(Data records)

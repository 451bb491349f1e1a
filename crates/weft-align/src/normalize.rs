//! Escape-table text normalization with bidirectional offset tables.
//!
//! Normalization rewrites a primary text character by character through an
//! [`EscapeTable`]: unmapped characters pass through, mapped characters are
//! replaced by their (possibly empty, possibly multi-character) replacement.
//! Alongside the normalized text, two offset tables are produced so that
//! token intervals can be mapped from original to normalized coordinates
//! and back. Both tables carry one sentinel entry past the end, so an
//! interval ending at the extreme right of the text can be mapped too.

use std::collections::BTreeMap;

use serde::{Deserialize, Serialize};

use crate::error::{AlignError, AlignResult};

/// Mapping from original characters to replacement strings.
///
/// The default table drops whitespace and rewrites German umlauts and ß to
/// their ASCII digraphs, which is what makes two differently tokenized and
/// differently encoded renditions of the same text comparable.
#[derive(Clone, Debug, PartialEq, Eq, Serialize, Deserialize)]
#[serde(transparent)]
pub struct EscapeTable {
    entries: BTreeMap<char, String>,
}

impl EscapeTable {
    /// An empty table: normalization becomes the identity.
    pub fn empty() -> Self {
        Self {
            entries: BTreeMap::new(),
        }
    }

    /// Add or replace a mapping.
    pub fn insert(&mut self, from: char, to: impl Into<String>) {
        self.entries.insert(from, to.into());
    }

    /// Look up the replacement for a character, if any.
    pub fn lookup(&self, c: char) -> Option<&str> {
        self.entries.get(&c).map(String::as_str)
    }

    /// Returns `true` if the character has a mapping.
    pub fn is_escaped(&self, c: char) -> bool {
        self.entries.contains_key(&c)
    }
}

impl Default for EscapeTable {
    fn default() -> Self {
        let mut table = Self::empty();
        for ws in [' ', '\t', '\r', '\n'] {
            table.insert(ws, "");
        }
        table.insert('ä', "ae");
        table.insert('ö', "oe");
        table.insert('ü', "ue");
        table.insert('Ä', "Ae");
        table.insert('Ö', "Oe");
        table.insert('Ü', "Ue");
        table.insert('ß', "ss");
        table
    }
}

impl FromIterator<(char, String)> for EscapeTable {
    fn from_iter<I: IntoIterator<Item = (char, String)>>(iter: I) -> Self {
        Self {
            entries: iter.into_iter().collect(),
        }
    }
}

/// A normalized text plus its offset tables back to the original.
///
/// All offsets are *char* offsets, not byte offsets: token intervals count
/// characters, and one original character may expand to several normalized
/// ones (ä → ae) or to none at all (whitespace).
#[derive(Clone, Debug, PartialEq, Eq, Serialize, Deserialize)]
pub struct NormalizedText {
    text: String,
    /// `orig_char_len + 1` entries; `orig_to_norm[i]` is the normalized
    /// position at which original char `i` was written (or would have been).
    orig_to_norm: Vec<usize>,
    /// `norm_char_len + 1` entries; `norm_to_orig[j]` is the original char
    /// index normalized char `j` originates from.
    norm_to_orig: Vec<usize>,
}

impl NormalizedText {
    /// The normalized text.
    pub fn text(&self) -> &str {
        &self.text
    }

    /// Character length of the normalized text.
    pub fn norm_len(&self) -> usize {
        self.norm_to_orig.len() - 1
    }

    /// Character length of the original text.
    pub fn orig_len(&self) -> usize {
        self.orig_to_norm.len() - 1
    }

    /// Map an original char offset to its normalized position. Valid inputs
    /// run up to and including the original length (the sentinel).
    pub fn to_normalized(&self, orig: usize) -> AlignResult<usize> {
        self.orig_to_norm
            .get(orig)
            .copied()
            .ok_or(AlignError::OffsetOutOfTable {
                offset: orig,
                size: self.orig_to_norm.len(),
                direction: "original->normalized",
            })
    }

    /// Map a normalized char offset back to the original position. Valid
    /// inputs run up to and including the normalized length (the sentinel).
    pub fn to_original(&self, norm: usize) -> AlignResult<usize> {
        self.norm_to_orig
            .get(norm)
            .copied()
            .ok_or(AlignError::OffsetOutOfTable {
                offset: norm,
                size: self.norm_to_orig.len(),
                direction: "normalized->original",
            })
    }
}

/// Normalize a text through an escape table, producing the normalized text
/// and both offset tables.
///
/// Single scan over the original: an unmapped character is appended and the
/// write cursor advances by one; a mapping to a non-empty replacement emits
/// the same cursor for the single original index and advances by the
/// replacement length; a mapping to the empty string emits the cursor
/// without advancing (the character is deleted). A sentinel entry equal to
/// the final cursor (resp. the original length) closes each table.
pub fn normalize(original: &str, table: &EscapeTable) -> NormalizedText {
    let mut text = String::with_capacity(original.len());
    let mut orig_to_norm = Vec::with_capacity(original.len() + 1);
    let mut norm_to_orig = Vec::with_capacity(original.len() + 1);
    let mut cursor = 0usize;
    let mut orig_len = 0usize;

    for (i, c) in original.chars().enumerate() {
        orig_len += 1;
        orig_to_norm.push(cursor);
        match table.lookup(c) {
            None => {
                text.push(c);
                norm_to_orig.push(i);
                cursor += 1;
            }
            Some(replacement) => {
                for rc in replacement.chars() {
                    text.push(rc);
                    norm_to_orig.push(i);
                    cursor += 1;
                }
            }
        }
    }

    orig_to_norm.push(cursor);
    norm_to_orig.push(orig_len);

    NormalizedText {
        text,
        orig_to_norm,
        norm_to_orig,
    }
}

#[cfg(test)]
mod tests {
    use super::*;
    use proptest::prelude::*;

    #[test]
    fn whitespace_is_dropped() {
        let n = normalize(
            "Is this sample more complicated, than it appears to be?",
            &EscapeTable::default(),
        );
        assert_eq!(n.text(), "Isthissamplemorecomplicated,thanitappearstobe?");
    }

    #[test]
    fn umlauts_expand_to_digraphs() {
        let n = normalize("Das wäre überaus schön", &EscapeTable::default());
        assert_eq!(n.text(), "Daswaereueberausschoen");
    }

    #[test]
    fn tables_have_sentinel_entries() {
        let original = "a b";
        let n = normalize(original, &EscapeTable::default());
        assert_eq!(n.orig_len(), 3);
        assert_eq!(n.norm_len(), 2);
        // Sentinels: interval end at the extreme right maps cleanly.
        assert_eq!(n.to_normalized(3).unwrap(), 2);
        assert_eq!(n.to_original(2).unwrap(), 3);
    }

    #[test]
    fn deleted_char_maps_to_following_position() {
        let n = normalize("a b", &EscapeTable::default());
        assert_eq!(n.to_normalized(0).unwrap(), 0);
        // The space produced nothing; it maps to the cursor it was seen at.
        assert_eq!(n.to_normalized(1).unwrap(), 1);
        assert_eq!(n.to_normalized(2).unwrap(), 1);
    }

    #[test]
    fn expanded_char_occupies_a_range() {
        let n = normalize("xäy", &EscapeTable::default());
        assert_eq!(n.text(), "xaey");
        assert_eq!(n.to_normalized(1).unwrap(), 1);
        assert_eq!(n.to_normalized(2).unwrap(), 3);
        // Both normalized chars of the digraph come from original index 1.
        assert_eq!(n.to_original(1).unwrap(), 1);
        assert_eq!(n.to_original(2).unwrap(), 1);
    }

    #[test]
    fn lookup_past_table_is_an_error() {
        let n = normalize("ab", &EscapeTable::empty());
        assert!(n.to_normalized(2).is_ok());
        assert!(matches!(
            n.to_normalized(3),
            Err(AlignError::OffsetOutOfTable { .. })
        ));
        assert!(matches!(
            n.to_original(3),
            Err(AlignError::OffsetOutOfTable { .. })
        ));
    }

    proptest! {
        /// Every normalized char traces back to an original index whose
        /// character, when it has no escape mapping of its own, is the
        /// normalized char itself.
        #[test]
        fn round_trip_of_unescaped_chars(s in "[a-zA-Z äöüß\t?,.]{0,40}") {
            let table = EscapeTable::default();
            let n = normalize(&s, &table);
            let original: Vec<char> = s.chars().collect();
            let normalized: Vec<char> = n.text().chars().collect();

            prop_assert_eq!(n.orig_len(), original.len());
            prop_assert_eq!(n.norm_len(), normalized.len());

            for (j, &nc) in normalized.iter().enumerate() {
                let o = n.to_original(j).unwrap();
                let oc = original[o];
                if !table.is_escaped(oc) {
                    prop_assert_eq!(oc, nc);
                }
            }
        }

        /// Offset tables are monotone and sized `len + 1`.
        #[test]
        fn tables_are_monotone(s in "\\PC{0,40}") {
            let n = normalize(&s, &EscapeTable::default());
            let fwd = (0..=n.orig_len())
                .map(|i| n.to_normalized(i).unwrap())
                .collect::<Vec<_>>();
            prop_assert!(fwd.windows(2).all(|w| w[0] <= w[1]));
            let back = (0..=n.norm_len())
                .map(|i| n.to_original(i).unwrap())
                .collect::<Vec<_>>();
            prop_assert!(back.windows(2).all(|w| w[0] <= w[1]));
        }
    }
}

**Exercise**: Lines with the word "impl": copy each one from the data above.

**Your solution**:
impl EscapeTable {
    pub fn insert(&mut self, from: char, to: impl Into<String>) {
impl Default for EscapeTable {
impl FromIterator<(char, String)> for EscapeTable {
impl NormalizedText {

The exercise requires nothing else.